Here are what I see as the key take-aways from this case:
  • Do not discount the importance of prefetch reads. Some DB2 for z/OS people are overly focused on synchronous read activity, to the point that they will do things that negatively impact prefetch read operations for a buffer pool. That can be a mistake, leading in some cases to increased synchronous read activity.
  • Be careful about reducing VPSEQT for a buffer pool. Such an adjustment might have an overall positive performance impact for a pool that has relatively little prefetch activity. Here, I'd look at the volume of prefetch requests (sequential, list, and dynamic) per second for the pool of interest. If that number is high (e.g., hundreds or more per second), DB2 has determined that asynchronous reads are the right choice for bringing many of the pages of objects assigned to the pool that are needed by programs into memory. If you squeeze down the resources with which DB2 can work in servicing prefetch requests, the result could be an undesirable increase in synchronous read activity. Even if you do think that you have a pool for which a lowering of the VPSEQT setting could be beneficial, don't go overboard. Don't change from VPSEQT=80 to some much-lower value in one fell swoop -- make more modest adjustments to VPSEQT and monitor results as you go along.

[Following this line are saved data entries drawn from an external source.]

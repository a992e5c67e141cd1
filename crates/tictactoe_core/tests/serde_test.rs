//! Tests for decoding game states from JSON.

use serde_json::json;
use tictactoe_core::{GameError, GameState, HistoryOrder, MoveRecord, Position};

fn play(cells: &[usize]) -> GameState {
    let mut game = GameState::new();
    for &cell in cells {
        game.apply_move(Position::from_index(cell).expect("index in range"))
            .expect("legal move");
    }
    game
}

#[test]
fn test_played_game_decodes_and_keeps_playing() {
    let mut game = play(&[0, 4, 8]);
    game.jump_to(1).unwrap();
    game.toggle_history_order();

    let json = serde_json::to_string(&game).unwrap();
    let mut decoded: GameState = serde_json::from_str(&json).unwrap();
    assert_eq!(decoded, game);

    decoded.apply_move(Position::BottomRight).unwrap();
    assert_eq!(decoded.history().len(), 3);
    assert_eq!(decoded.order(), HistoryOrder::Reversed);
}

#[test]
fn test_empty_history_is_rejected() {
    let value = json!({ "history": [], "step": 0, "order": "Chronological" });
    let err = serde_json::from_value::<GameState>(value).unwrap_err();
    assert!(err.to_string().contains("Invalid game history"));
}

#[test]
fn test_step_past_end_is_rejected() {
    let sentinel = serde_json::to_value(MoveRecord::start()).unwrap();
    let value = json!({ "history": [sentinel], "step": 7, "order": "Chronological" });
    assert!(serde_json::from_value::<GameState>(value).is_err());
}

#[test]
fn test_tampered_record_is_rejected() {
    let game = play(&[0, 4]);
    let mut value = serde_json::to_value(&game).unwrap();
    // Replace O's record with a second copy of X's.
    value["history"][2] = value["history"][1].clone();
    assert!(serde_json::from_value::<GameState>(value).is_err());
}

#[test]
fn test_invalid_history_error_lists_violations() {
    let err = GameError::InvalidHistory {
        reason: "Players alternate turns (X, O, X, O, ...)".to_string(),
    };
    assert_eq!(
        err.to_string(),
        "Invalid game history: Players alternate turns (X, O, X, O, ...)"
    );
}
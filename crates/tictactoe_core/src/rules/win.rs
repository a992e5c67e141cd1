//! Win detection logic for tic-tac-toe.

use super::super::{Board, Player, Position, Square};
use derive_getters::Getters;
use serde::{Deserialize, Serialize};
use tracing::instrument;

/// The 8 winning lines, checked in this order: rows, columns, diagonals.
pub const WINNING_LINES: [[Position; 3]; 8] = [
    // Rows
    [Position::TopLeft, Position::TopCenter, Position::TopRight],
    [Position::MiddleLeft, Position::Center, Position::MiddleRight],
    [Position::BottomLeft, Position::BottomCenter, Position::BottomRight],
    // Columns
    [Position::TopLeft, Position::MiddleLeft, Position::BottomLeft],
    [Position::TopCenter, Position::Center, Position::BottomCenter],
    [Position::TopRight, Position::MiddleRight, Position::BottomRight],
    // Diagonals
    [Position::TopLeft, Position::Center, Position::BottomRight],
    [Position::TopRight, Position::Center, Position::BottomLeft],
];

/// A completed line: the winning player and the three cells they hold.
#[derive(Debug, Clone, Copy, PartialEq, Eq, Hash, Serialize, Deserialize, Getters)]
pub struct Win {
    /// Player holding the line.
    #[getter(copy)]
    player: Player,
    /// The three positions of the line.
    #[getter(copy)]
    line: [Position; 3],
}

impl Win {
    /// Whether the given position is part of the winning line.
    pub fn contains(&self, pos: Position) -> bool {
        self.line.contains(&pos)
    }

    /// Winning line as board indices.
    pub fn indices(&self) -> [usize; 3] {
        self.line.map(Position::to_index)
    }
}

/// Checks if there is a winner on the board.
///
/// Returns the first line in [`WINNING_LINES`] whose three squares hold the
/// same mark. Boards that could not arise from legal play (two complete
/// lines for different players, say) still get a deterministic answer.
#[instrument(skip(board))]
pub fn detect_winner(board: &Board) -> Option<Win> {
    WINNING_LINES.iter().find_map(|&line| {
        let [a, b, c] = line;
        match board.get(a) {
            Square::Occupied(player)
                if board.get(b) == Square::Occupied(player)
                    && board.get(c) == Square::Occupied(player) =>
            {
                Some(Win { player, line })
            }
            _ => None,
        }
    })
}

  • Monitor buffer pool activity in an ongoing fashion, using information from your DB2 monitor and/or the output of the -DISPLAY BUFFERPOOL DETAIL command (a form of this command that I like to use is -DISPLAY BUFFERPOOL(ACTIVE) DETAIL, and I like to issue that command once and then again in an hour to have an hour's worth of activity captured in the output of the second issuance of the command). Look for incidents of PREFETCH DISABLED - NO BUFFER and PREFETCH DISABLED - NO READ ENGINE (the latter can also be related to a lack of buffer resources, if that lack of resources leads to elevated levels of prefetch read I/O activity). If you see non-zero values in these fields for a buffer pool, first check the VPSEQT value for the pool, and consider changing that value to 80 if it is less than 80. If you already have VPSEQT=80 for the pool, consider making the pool larger, if you have the real storage in the z/OS LPAR to back a larger pool.

If you're a DB2 person, prefetch is your friend. Don't hobble it.